In Fullerton-Krueger Lumber Co. v. Northern Pac. Ry., 266 U.S. 435, 45 S.Ct. 143, 144, 69 L.Ed. 367, Justice McReynolds, speaking for the court, quoting from Harvey v. Tyler, 2 Wall. 328, 347, 17 L.Ed. 871, said: "It is a rule of construction, that all statutes are to be considered prospective, unless the language is expressly to the contrary, or there is a necessary implication to that effect."Summary of this case from Nat'l Labor Relations Bd. v. Carlisle Lumber Co.
Nos. 152 and 179.
Argued December 12, 1924. Decided January 5, 1925.
1. A statute should not be construed retrospectively, unless express language or necessary implication requires. P. 437. 2. Transportation Act, 1920, § 206, par. (f), providing: "The period of Federal control shall not be computed as a part of the periods of limitation in actions against carriers or in claims for reparation to the Commission for causes of action arising prior to Federal control", does not apply to causes barred by limitation before its passage. P. 437. 156 Minn. 20 affirmed.
Mr. P.L. Solether, with whom Mr. John Junell was on the brief, for plaintiff in error and petitioner.
Mr. Charles W. Bunn appeared for defendants in error and respondents.
After suing out the writ of error, No. 152, the Lumber Company obtained a certiorari, No. 179, to review the same judgment. The record plainly discloses that a right under an act of Congress was claimed below and denied. The cause is properly here by certiorari and upon it the issue can be decided. That adequate ground for the writ of error was specially set up below is not clear. It will be dismissed.
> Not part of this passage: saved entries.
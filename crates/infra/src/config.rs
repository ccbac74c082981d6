//! Orchestrator configuration.
//!
//! Values come from the environment when present and fall back to defaults
//! otherwise:
//!
//! | variable | default |
//! |---|---|
//! | `JOBWARDEN_TABLE_NAME` | `job_records` |
//! | `JOBWARDEN_MAX_VISIBILITY_TIMEOUT_SECS` | `600` |
//! | `JOBWARDEN_CLAIM_MAX_ATTEMPTS` | `5` |
//! | `JOBWARDEN_CLAIM_BASE_DELAY_MS` | `100` |

use std::str::FromStr;
use std::time::Duration;

use tracing::debug;

use crate::dispatcher::RetryPolicy;

pub const DEFAULT_TABLE_NAME: &str = "job_records";
pub const DEFAULT_MAX_VISIBILITY_TIMEOUT: Duration = Duration::from_secs(600);

pub const ENV_TABLE_NAME: &str = "JOBWARDEN_TABLE_NAME";
pub const ENV_MAX_VISIBILITY_TIMEOUT_SECS: &str = "JOBWARDEN_MAX_VISIBILITY_TIMEOUT_SECS";
pub const ENV_CLAIM_MAX_ATTEMPTS: &str = "JOBWARDEN_CLAIM_MAX_ATTEMPTS";
pub const ENV_CLAIM_BASE_DELAY_MS: &str = "JOBWARDEN_CLAIM_BASE_DELAY_MS";

#[derive(Debug, Clone, PartialEq, Eq, thiserror::Error)]
pub enum ConfigError {
    #[error("{key}: cannot parse '{value}'")]
    Malformed { key: String, value: String },

    #[error("{0} must not be empty")]
    Empty(String),
}

/// Orchestrator configuration.
#[derive(Debug, Clone)]
pub struct OrchestratorConfig {
    /// Store table holding job records
    pub table_name: String,
    /// Upper bound accepted by `extend_visibility`
    pub max_visibility_timeout: Duration,
    /// Retry budget for matching a claimed delivery to its record
    pub claim_retry: RetryPolicy,
}

impl Default for OrchestratorConfig {
    fn default() -> Self {
        Self {
            table_name: DEFAULT_TABLE_NAME.to_string(),
            max_visibility_timeout: DEFAULT_MAX_VISIBILITY_TIMEOUT,
            claim_retry: RetryPolicy::default(),
        }
    }
}

impl OrchestratorConfig {
    pub fn with_table_name(mut self, table_name: impl Into<String>) -> Self {
        self.table_name = table_name.into();
        self
    }

    pub fn with_max_visibility_timeout(mut self, timeout: Duration) -> Self {
        self.max_visibility_timeout = timeout;
        self
    }

    pub fn with_claim_retry(mut self, policy: RetryPolicy) -> Self {
        self.claim_retry = policy;
        self
    }

    /// Load from process environment variables.
    pub fn from_env() -> Result<Self, ConfigError> {
        Self::from_lookup(|key| std::env::var(key).ok())
    }

    /// Load using an arbitrary key lookup (environment, map, ...).
    pub fn from_lookup<F>(lookup: F) -> Result<Self, ConfigError>
    where
        F: Fn(&str) -> Option<String>,
    {
        let mut config = Self::default();

        if let Some(table_name) = lookup(ENV_TABLE_NAME) {
            if table_name.trim().is_empty() {
                return Err(ConfigError::Empty(ENV_TABLE_NAME.to_string()));
            }
            config.table_name = table_name;
        }
        if let Some(secs) = parse::<u64, _>(&lookup, ENV_MAX_VISIBILITY_TIMEOUT_SECS)? {
            config.max_visibility_timeout = Duration::from_secs(secs);
        }
        if let Some(attempts) = parse::<u32, _>(&lookup, ENV_CLAIM_MAX_ATTEMPTS)? {
            config.claim_retry.max_attempts = attempts;
        }
        if let Some(ms) = parse::<u64, _>(&lookup, ENV_CLAIM_BASE_DELAY_MS)? {
            config.claim_retry.base_delay = Duration::from_millis(ms);
        }

        debug!(
            table_name = %config.table_name,
            max_visibility_timeout_secs = config.max_visibility_timeout.as_secs(),
            claim_max_attempts = config.claim_retry.max_attempts,
            "orchestrator configuration loaded"
        );
        Ok(config)
    }
}

fn parse<T, F>(lookup: &F, key: &str) -> Result<Option<T>, ConfigError>
where
    T: FromStr,
    F: Fn(&str) -> Option<String>,
{
    match lookup(key) {
        None => Ok(None),
        Some(raw) => raw
            .trim()
            .parse::<T>()
            .map(Some)
            .map_err(|_| ConfigError::Malformed {
                key: key.to_string(),
                value: raw,
            }),
    }
}
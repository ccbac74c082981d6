//! `jobwarden-core` — job lifecycle domain building blocks.
//!
//! This crate contains **pure domain** logic (no I/O): the job record and its
//! status machine, the codec that maps records onto store items, and the
//! envelope codec that correlates queue deliveries with records.

pub mod envelope;
pub mod error;
pub mod id;
pub mod job;
pub mod record;

pub use envelope::{decode_envelope, encode_envelope, JobEnvelope};
pub use error::{ErrorCategory, JobError};
pub use id::ServerJobId;
pub use job::{validate_transition, zero_time, JobRecord, JobRecordPatch, JobStatus, StatusChange};
pub use record::{
    from_store_read, to_partial_store_write, to_store_write, AttributeValue, CreateItem, Item,
    UpsertItem, WriteCondition,
};
//! Message queue boundary.
//!
//! The queue is the dispatch and visibility mechanism: it hands out
//! deliveries, hides claimed deliveries for a visibility timeout and forgets
//! them once deleted. It is never the source of truth for job state.
//!
//! ## Receipts
//!
//! Every delivery carries an opaque `receipt_info`. Only the receipt of the
//! current delivery can extend or delete it; once a delivery's visibility
//! expires and the message is handed out again, the old receipt is stale.

pub mod in_memory;
#[cfg(feature = "redis")]
pub mod redis_streams;

use std::sync::Arc;
use std::time::Duration;

use async_trait::async_trait;

pub use in_memory::InMemoryJobQueue;
#[cfg(feature = "redis")]
pub use redis_streams::RedisStreamsJobQueue;

/// A claimed delivery.
#[derive(Debug, Clone, PartialEq, Eq)]
pub struct QueueMessage {
    /// Handle for extending or deleting this delivery.
    pub receipt_info: String,
    /// Serialized job envelope.
    pub message_body: Vec<u8>,
}

/// Queue operation error.
#[derive(Debug, Clone, thiserror::Error)]
pub enum QueueError {
    #[error("receipt is unknown or stale: {0}")]
    InvalidReceipt(String),

    #[error("queue connection error: {0}")]
    Connection(String),

    #[error("queue command error: {0}")]
    Command(String),

    #[error("malformed queue entry: {0}")]
    Malformed(String),
}

/// Dispatch queue for job envelopes.
#[async_trait]
pub trait JobQueue: Send + Sync {
    /// Append a message body to the tail of the queue.
    async fn enqueue(&self, body: Vec<u8>) -> Result<(), QueueError>;

    /// Claim the head message, hiding it for the queue's visibility timeout.
    ///
    /// Returns `None` when no message is currently visible.
    async fn claim_head(&self) -> Result<Option<QueueMessage>, QueueError>;

    /// Keep the delivery hidden for `duration` from now.
    async fn extend_visibility(&self, receipt_info: &str, duration: Duration)
    -> Result<(), QueueError>;

    /// Remove the delivered message permanently.
    async fn delete(&self, receipt_info: &str) -> Result<(), QueueError>;
}

#[async_trait]
impl<Q> JobQueue for Arc<Q>
where
    Q: JobQueue + ?Sized,
{
    async fn enqueue(&self, body: Vec<u8>) -> Result<(), QueueError> {
        (**self).enqueue(body).await
    }

    async fn claim_head(&self) -> Result<Option<QueueMessage>, QueueError> {
        (**self).claim_head().await
    }

    async fn extend_visibility(
        &self,
        receipt_info: &str,
        duration: Duration,
    ) -> Result<(), QueueError> {
        (**self).extend_visibility(receipt_info, duration).await
    }

    async fn delete(&self, receipt_info: &str) -> Result<(), QueueError> {
        (**self).delete(receipt_info).await
    }
}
On January 24, 1921, the original action was brought in the District Court, Hennepin County, to recover excess freight charges demanded by respondents between November 25, 1912, and September 16, 1913, in violation of § 4347, Minnesota General Statutes, 1913. Admitting original liability, the Railway Company relied upon the local statute of limitation, fixing six years as the time within which such actions must be begun. To this the reply was that the prescribed period of limitation had been extended by paragraph (f), § 206, Federal Transportation Act 1920, 41 Stat. 456, 462, which provides, "The period of Federal control shall not be computed as a part of the periods of limitation in actions against carriers or in claims for reparation to the Commission for causes of action arising prior to Federal control." And upon the sole point of law thus raised the cause is before us.
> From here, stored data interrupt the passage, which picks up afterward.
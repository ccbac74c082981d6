//! Job record and status machine.

use core::fmt;
use core::str::FromStr;

use chrono::{DateTime, Utc};
use serde::{Deserialize, Serialize};

use crate::error::JobError;

/// Lifecycle status of a job record.
#[derive(Debug, Copy, Clone, PartialEq, Eq, Hash, Serialize, Deserialize)]
#[serde(rename_all = "SCREAMING_SNAKE_CASE")]
pub enum JobStatus {
    /// Submitted, waiting for a worker.
    Created,
    /// Claimed by a worker.
    Processing,
    /// Finished successfully (terminal).
    Success,
    /// Finished unsuccessfully (terminal).
    Failure,
    /// Never a valid transition target.
    Unknown,
}

impl JobStatus {
    pub const ALL: [JobStatus; 5] = [
        JobStatus::Created,
        JobStatus::Processing,
        JobStatus::Success,
        JobStatus::Failure,
        JobStatus::Unknown,
    ];

    pub fn as_str(&self) -> &'static str {
        match self {
            JobStatus::Created => "CREATED",
            JobStatus::Processing => "PROCESSING",
            JobStatus::Success => "SUCCESS",
            JobStatus::Failure => "FAILURE",
            JobStatus::Unknown => "UNKNOWN",
        }
    }

    pub fn is_terminal(&self) -> bool {
        matches!(self, JobStatus::Success | JobStatus::Failure)
    }

    /// CREATED and PROCESSING are the statuses a worker may still act on.
    pub fn is_active(&self) -> bool {
        matches!(self, JobStatus::Created | JobStatus::Processing)
    }
}

impl fmt::Display for JobStatus {
    fn fmt(&self, f: &mut fmt::Formatter<'_>) -> fmt::Result {
        f.write_str(self.as_str())
    }
}

impl FromStr for JobStatus {
    type Err = JobError;

    fn from_str(s: &str) -> Result<Self, Self::Err> {
        match s {
            "CREATED" => Ok(JobStatus::Created),
            "PROCESSING" => Ok(JobStatus::Processing),
            "SUCCESS" => Ok(JobStatus::Success),
            "FAILURE" => Ok(JobStatus::Failure),
            "UNKNOWN" => Ok(JobStatus::Unknown),
            other => Err(JobError::invalid_status(format!("unrecognized status '{other}'"))),
        }
    }
}

/// Check a requested status change against the transition table.
///
/// Allowed iff the target is not UNKNOWN and the current status is CREATED
/// or PROCESSING. Terminal records accept no further transitions, including
/// re-observation of the same status.
pub fn validate_transition(current: JobStatus, requested: JobStatus) -> Result<(), JobError> {
    if requested == JobStatus::Unknown {
        return Err(JobError::invalid_status(format!(
            "{current} -> {requested}: UNKNOWN is not a valid target"
        )));
    }
    if !current.is_active() {
        return Err(JobError::invalid_status(format!(
            "{current} -> {requested}: record is not active"
        )));
    }
    Ok(())
}

/// The zero-value timestamp (Unix epoch), used for "never started".
pub fn zero_time() -> DateTime<Utc> {
    DateTime::<Utc>::default()
}

/// System-of-record entity, one per logical job.
#[derive(Debug, Clone, PartialEq, Eq, Serialize, Deserialize)]
pub struct JobRecord {
    pub job_id: String,
    pub server_job_id: String,
    pub job_body: String,
    pub job_status: JobStatus,
    pub created_time: DateTime<Utc>,
    pub updated_time: DateTime<Utc>,
    pub processing_started_time: DateTime<Utc>,
    pub retry_count: u32,
}

impl JobRecord {
    /// Build a record from its parts.
    #[allow(clippy::too_many_arguments)]
    pub fn build(
        job_id: impl Into<String>,
        server_job_id: impl Into<String>,
        job_body: impl Into<String>,
        job_status: JobStatus,
        created_time: DateTime<Utc>,
        updated_time: DateTime<Utc>,
        processing_started_time: DateTime<Utc>,
        retry_count: u32,
    ) -> Self {
        Self {
            job_id: job_id.into(),
            server_job_id: server_job_id.into(),
            job_body: job_body.into(),
            job_status,
            created_time,
            updated_time,
            processing_started_time,
            retry_count,
        }
    }

    /// A freshly submitted record: CREATED, never started, no retries.
    pub fn created(
        job_id: impl Into<String>,
        server_job_id: impl Into<String>,
        job_body: impl Into<String>,
        now: DateTime<Utc>,
    ) -> Self {
        Self::build(
            job_id,
            server_job_id,
            job_body,
            JobStatus::Created,
            now,
            now,
            zero_time(),
            0,
        )
    }
}

/// A status change carried by a partial write; `retry_count` travels with it.
#[derive(Debug, Copy, Clone, PartialEq, Eq)]
pub struct StatusChange {
    pub status: JobStatus,
    pub retry_count: u32,
}

/// Partial update of a [`JobRecord`].
///
/// Only `Some` fields are written. `updated_time` is always written.
#[derive(Debug, Clone, PartialEq, Eq)]
pub struct JobRecordPatch {
    pub job_id: String,
    pub server_job_id: Option<String>,
    pub job_body: Option<String>,
    pub status: Option<StatusChange>,
    pub created_time: Option<DateTime<Utc>>,
    pub updated_time: DateTime<Utc>,
    pub processing_started_time: Option<DateTime<Utc>>,
}

impl JobRecordPatch {
    pub fn new(job_id: impl Into<String>, updated_time: DateTime<Utc>) -> Self {
        Self {
            job_id: job_id.into(),
            server_job_id: None,
            job_body: None,
            status: None,
            created_time: None,
            updated_time,
            processing_started_time: None,
        }
    }

    pub fn with_body(mut self, body: impl Into<String>) -> Self {
        self.job_body = Some(body.into());
        self
    }

    pub fn with_status(mut self, status: JobStatus, retry_count: u32) -> Self {
        self.status = Some(StatusChange {
            status,
            retry_count,
        });
        self
    }

    pub fn with_processing_started_time(mut self, at: DateTime<Utc>) -> Self {
        self.processing_started_time = Some(at);
        self
    }
}

impl From<&JobRecord> for JobRecordPatch {
    fn from(record: &JobRecord) -> Self {
        Self {
            job_id: record.job_id.clone(),
            server_job_id: Some(record.server_job_id.clone()),
            job_body: Some(record.job_body.clone()),
            status: Some(StatusChange {
                status: record.job_status,
                retry_count: record.retry_count,
            }),
            created_time: Some(record.created_time),
            updated_time: record.updated_time,
            processing_started_time: Some(record.processing_started_time),
        }
    }
}
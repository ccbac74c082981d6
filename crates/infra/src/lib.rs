//! Infrastructure layer: queue and store backends, the job orchestrator,
//! the claim retry dispatcher, configuration and the background worker.

pub mod config;
pub mod dispatcher;
pub mod orchestrator;
pub mod queue;
pub mod store;
pub mod translator;
pub mod worker;


pub use config::{ConfigError, OrchestratorConfig};
pub use dispatcher::{BackoffStrategy, DispatchError, RetryDispatcher, RetryPolicy, Retryable};
pub use orchestrator::JobOrchestrator;
pub use queue::{InMemoryJobQueue, JobQueue, QueueError, QueueMessage};
pub use store::{InMemoryJobStore, JobStore, PostgresJobStore, StoreError};
pub use translator::{InMemoryStatusTranslator, PostgresStatusTranslator, StatusTranslator};
pub use worker::{JobHandler, JobWorker, JobWorkerConfig, JobWorkerHandle, WorkOutcome, WorkerStatsSnapshot};
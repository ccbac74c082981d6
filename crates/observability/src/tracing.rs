//! Subscriber installation.
//!
//! Job lifecycle events are emitted as JSON lines with the span fields
//! (`job_id`, `job_status`, ...) flattened in, so a single job can be
//! followed across submit, claim and status updates with a log query.

use tracing_subscriber::EnvFilter;

/// Filter used when `RUST_LOG` is unset or unparseable.
pub const DEFAULT_FILTER: &str = "info";

/// Install the JSON subscriber, filtered by `RUST_LOG` (default `info`).
///
/// Safe to call multiple times (subsequent calls are no-ops).
pub fn init() {
    init_with_default(DEFAULT_FILTER);
}

/// Install the JSON subscriber, falling back to `default_directive` when
/// `RUST_LOG` is unset.
pub fn init_with_default(default_directive: &str) {
    let _ = tracing_subscriber::fmt()
        .with_env_filter(filter(default_directive))
        .json()
        .with_current_span(true)
        .with_span_list(false)
        .with_timer(tracing_subscriber::fmt::time::SystemTime)
        .with_target(false)
        .try_init();
}

/// Install a human-readable subscriber that writes through the test harness
/// capture, so output only shows up for failing tests.
pub fn init_for_tests() {
    let _ = tracing_subscriber::fmt()
        .with_env_filter(filter("debug"))
        .with_test_writer()
        .with_target(false)
        .try_init();
}

fn filter(default_directive: &str) -> EnvFilter {
    EnvFilter::try_from_default_env().unwrap_or_else(|_| EnvFilter::new(default_directive))
}

#[cfg(test)]
mod tests {
    use super::*;

    #[test]
    fn repeated_init_is_a_no_op() {
        init_for_tests();
        init();
        init_with_default("warn");
        tracing::info!("still logging");
    }
}
//! Request and response records for the orchestrator operations.

use chrono::{DateTime, Utc};
use serde::{Deserialize, Serialize};

use jobwarden_core::{JobRecord, JobStatus};

#[derive(Debug, Clone, PartialEq, Eq)]
pub struct SubmitRequest {
    pub job_id: String,
    pub job_body: String,
    /// Record retention; negative values are rejected.
    pub ttl: Option<chrono::Duration>,
}

impl SubmitRequest {
    pub fn new(job_id: impl Into<String>, job_body: impl Into<String>) -> Self {
        Self {
            job_id: job_id.into(),
            job_body: job_body.into(),
            ttl: None,
        }
    }

    pub fn with_ttl(mut self, ttl: chrono::Duration) -> Self {
        self.ttl = Some(ttl);
        self
    }
}

#[derive(Debug, Clone, PartialEq, Eq, Serialize, Deserialize)]
pub struct SubmitResponse {
    pub job: JobRecord,
}

/// Result of claiming the head of the queue.
///
/// `job` is `None` when the delivery could not be matched to a record within
/// the retry budget: the message is dangling and the caller should delete it
/// (see `delete_orphaned_job_message`) and move on.
#[derive(Debug, Clone, PartialEq, Eq, Serialize, Deserialize)]
pub struct ClaimNextResponse {
    pub job_id: String,
    pub receipt_info: String,
    pub job: Option<JobRecord>,
}

impl ClaimNextResponse {
    pub fn is_orphaned(&self) -> bool {
        self.job.is_none()
    }
}

#[derive(Debug, Clone, PartialEq, Eq)]
pub struct GetJobRequest {
    pub job_id: String,
}

#[derive(Debug, Clone, PartialEq, Eq)]
pub struct UpdateBodyRequest {
    pub job_id: String,
    pub job_body: String,
    /// The `updated_time` the caller last observed.
    pub known_updated_time: DateTime<Utc>,
}

#[derive(Debug, Clone, PartialEq, Eq, Serialize, Deserialize)]
pub struct UpdateBodyResponse {
    pub updated_time: DateTime<Utc>,
}

#[derive(Debug, Clone, PartialEq, Eq)]
pub struct UpdateStatusRequest {
    pub job_id: String,
    pub job_status: JobStatus,
    /// Required for SUCCESS and FAILURE so the delivery can be deleted.
    pub receipt_info: Option<String>,
    /// The `updated_time` the caller last observed.
    pub known_updated_time: DateTime<Utc>,
}

#[derive(Debug, Clone, PartialEq, Eq, Serialize, Deserialize)]
pub struct UpdateStatusResponse {
    pub job_status: JobStatus,
    pub updated_time: DateTime<Utc>,
    pub retry_count: u32,
}

#[derive(Debug, Clone, PartialEq, Eq)]
pub struct ExtendVisibilityRequest {
    pub job_id: String,
    pub duration: chrono::Duration,
    pub receipt_info: String,
}

#[derive(Debug, Clone, PartialEq, Eq)]
pub struct DeleteOrphanedJobMessageRequest {
    pub job_id: String,
    pub receipt_info: String,
}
The petitioner maintains that Congress intended to revive actions against carriers when the period designated by the state statute for bringing them had expired during federal control and asserts that the mischief to be remedied indicates such purpose and the ordinary meaning of the words employed discloses it. The respondent insists that a statute should never be given retroactive effect where another construction is fairly permissible, as here; that if in the circumstances the act of Congress be so construed it would create new causes of action and thus permit the taking of property without due process of law.
The Supreme Court of Minnesota held, rightly, we think, that the Transportation Act was not intended to revive or restore rights of action barred before it became effective.
"It is a rule of construction, that all statutes are to be considered prospective, unless the language is express to the contrary, or there is a necessary implication to that effect." Harvey v. Tyler, 2 Wall. 328, 347; Sohn v. Waterson, 17 Wall. 596, 599; Twenty Per Cent. Cases, 20 Wall. 179, 187; Chew Heong v. United States, 112 U.S. 536, 559; Shwab v. Doyle, 258 U.S. 529, 534. And see Hopkins v. Lincoln Trust Co., 233 N.Y. 213.
Applying this rule, we find no circumstances existing when the statute in question was enacted, nor any language therein, which shows that it should be applied to causes barred by limitation before its passage.